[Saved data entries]
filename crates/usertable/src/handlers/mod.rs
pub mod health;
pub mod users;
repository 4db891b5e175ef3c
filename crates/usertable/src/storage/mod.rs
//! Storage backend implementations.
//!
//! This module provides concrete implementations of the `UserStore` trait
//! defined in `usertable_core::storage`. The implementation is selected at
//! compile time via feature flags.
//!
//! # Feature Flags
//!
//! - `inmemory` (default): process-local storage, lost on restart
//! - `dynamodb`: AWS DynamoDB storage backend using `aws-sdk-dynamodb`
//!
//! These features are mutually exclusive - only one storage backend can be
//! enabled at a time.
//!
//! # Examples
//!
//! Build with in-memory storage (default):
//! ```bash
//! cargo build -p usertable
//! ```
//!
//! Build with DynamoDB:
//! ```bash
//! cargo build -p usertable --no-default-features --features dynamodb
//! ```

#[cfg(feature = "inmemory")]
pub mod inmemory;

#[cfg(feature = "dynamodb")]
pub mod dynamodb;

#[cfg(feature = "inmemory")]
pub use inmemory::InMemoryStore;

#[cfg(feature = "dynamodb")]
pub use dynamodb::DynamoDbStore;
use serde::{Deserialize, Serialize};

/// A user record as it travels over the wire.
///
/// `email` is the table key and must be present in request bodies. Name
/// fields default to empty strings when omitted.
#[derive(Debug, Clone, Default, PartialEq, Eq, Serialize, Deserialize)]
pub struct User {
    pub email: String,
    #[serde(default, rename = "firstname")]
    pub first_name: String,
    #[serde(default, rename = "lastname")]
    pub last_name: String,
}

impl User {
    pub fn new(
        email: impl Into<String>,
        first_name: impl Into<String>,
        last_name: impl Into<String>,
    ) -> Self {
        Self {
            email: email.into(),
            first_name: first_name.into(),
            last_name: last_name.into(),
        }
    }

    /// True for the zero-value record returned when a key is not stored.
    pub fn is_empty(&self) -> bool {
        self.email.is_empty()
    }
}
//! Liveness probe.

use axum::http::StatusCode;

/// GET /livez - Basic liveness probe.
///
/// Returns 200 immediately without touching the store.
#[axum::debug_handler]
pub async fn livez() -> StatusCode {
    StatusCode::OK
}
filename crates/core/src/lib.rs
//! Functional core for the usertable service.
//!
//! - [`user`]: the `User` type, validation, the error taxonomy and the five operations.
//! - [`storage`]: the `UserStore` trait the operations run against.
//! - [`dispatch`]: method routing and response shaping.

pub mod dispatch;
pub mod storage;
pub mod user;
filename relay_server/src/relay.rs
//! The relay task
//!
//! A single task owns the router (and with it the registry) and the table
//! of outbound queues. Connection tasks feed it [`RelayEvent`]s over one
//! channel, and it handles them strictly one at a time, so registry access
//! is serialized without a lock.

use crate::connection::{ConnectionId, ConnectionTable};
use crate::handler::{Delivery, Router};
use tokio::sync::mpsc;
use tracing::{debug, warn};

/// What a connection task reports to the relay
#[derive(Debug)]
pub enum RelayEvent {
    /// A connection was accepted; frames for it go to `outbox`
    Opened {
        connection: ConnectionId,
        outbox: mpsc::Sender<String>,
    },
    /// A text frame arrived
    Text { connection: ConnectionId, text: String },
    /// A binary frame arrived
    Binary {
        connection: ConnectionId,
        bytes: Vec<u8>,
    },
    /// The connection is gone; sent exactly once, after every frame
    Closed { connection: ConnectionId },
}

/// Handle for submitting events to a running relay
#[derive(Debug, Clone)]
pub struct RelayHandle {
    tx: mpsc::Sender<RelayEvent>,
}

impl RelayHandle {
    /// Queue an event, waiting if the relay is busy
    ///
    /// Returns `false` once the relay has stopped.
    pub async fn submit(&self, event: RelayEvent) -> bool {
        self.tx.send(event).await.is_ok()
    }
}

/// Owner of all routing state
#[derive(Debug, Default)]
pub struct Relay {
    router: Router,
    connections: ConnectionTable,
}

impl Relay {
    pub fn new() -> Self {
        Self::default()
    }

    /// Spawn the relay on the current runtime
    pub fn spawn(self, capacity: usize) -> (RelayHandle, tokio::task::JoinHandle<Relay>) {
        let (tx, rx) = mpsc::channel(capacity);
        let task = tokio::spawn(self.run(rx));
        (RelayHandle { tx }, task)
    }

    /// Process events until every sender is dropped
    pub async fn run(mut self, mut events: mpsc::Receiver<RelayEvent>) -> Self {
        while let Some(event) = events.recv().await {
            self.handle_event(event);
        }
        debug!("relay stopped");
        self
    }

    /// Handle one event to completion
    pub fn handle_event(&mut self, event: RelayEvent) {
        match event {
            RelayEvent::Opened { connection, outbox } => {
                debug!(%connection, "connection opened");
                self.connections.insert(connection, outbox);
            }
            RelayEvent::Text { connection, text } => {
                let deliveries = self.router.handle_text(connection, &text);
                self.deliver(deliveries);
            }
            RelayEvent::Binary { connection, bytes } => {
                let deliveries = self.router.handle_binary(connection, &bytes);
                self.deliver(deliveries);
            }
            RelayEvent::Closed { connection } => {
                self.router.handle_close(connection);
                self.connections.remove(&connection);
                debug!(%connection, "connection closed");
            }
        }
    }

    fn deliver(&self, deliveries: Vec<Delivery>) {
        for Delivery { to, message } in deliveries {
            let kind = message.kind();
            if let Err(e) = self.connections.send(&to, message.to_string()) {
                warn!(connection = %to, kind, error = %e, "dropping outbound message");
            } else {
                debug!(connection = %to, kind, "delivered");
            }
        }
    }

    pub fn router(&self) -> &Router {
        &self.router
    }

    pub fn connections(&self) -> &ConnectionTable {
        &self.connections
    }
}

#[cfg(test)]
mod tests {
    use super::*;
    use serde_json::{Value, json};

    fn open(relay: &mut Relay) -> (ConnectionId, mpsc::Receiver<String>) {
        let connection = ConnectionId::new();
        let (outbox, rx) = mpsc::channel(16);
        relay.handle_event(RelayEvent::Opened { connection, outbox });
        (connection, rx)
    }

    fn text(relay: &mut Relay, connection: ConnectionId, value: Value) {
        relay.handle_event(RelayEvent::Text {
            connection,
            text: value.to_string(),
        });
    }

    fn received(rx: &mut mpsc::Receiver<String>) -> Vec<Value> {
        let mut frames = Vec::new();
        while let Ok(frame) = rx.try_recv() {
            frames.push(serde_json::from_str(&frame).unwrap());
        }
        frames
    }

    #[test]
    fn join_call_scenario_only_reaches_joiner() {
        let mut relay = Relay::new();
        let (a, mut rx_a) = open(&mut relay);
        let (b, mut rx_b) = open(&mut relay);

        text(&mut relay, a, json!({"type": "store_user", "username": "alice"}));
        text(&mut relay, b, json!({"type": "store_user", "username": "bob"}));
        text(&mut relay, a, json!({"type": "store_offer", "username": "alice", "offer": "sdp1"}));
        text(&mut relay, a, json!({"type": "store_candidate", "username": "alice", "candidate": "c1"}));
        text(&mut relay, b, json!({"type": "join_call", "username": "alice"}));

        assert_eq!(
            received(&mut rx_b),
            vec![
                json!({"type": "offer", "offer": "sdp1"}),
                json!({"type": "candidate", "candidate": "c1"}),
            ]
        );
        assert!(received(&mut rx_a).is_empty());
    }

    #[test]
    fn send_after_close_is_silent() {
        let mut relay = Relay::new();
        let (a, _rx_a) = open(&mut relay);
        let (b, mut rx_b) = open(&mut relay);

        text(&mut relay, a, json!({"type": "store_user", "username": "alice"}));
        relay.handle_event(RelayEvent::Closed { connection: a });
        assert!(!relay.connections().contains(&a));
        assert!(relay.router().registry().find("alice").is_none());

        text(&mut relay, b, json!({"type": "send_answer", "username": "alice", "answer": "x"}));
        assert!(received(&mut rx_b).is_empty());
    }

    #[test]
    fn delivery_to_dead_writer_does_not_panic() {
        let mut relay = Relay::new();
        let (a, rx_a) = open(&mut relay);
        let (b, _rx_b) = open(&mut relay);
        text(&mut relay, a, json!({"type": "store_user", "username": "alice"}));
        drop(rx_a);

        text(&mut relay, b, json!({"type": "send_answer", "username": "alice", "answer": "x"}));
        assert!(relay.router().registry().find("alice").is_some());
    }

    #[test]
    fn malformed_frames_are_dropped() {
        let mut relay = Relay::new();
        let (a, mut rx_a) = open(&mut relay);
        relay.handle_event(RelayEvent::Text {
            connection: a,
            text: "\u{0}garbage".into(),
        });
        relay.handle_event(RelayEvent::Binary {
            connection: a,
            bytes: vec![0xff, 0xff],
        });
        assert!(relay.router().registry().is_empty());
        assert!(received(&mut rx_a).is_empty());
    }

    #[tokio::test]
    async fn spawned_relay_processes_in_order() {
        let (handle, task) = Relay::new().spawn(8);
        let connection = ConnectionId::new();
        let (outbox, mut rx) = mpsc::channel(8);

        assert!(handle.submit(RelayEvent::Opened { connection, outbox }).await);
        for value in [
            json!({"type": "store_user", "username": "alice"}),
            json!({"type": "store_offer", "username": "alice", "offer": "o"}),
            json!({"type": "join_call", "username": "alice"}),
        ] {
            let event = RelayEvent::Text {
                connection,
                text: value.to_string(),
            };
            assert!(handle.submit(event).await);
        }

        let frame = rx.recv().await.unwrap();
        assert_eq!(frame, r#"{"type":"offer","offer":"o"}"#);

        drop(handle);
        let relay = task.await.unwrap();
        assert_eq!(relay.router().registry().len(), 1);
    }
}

[Exercise]
Copy out the range of lines above starting at the line with "Storage backend implementations." and ending at the line with "Eq, Serialize, Deserialize)]", exactly and including both.

[Response area]
//! Storage backend implementations.
//!
//! This module provides concrete implementations of the `UserStore` trait
//! defined in `usertable_core::storage`. The implementation is selected at
//! compile time via feature flags.
//!
//! # Feature Flags
//!
//! - `inmemory` (default): process-local storage, lost on restart
//! - `dynamodb`: AWS DynamoDB storage backend using `aws-sdk-dynamodb`
//!
//! These features are mutually exclusive - only one storage backend can be
//! enabled at a time.
//!
//! # Examples
//!
//! Build with in-memory storage (default):
//! ```bash
//! cargo build -p usertable
//! ```
//!
//! Build with DynamoDB:
//! ```bash
//! cargo build -p usertable --no-default-features --features dynamodb
//! ```

#[cfg(feature = "inmemory")]
pub mod inmemory;

#[cfg(feature = "dynamodb")]
pub mod dynamodb;

#[cfg(feature = "inmemory")]
pub use inmemory::InMemoryStore;

#[cfg(feature = "dynamodb")]
pub use dynamodb::DynamoDbStore;
use serde::{Deserialize, Serialize};

/// A user record as it travels over the wire.
///
/// `email` is the table key and must be present in request bodies. Name
/// fields default to empty strings when omitted.
#[derive(Debug, Clone, Default, PartialEq, Eq, Serialize, Deserialize)]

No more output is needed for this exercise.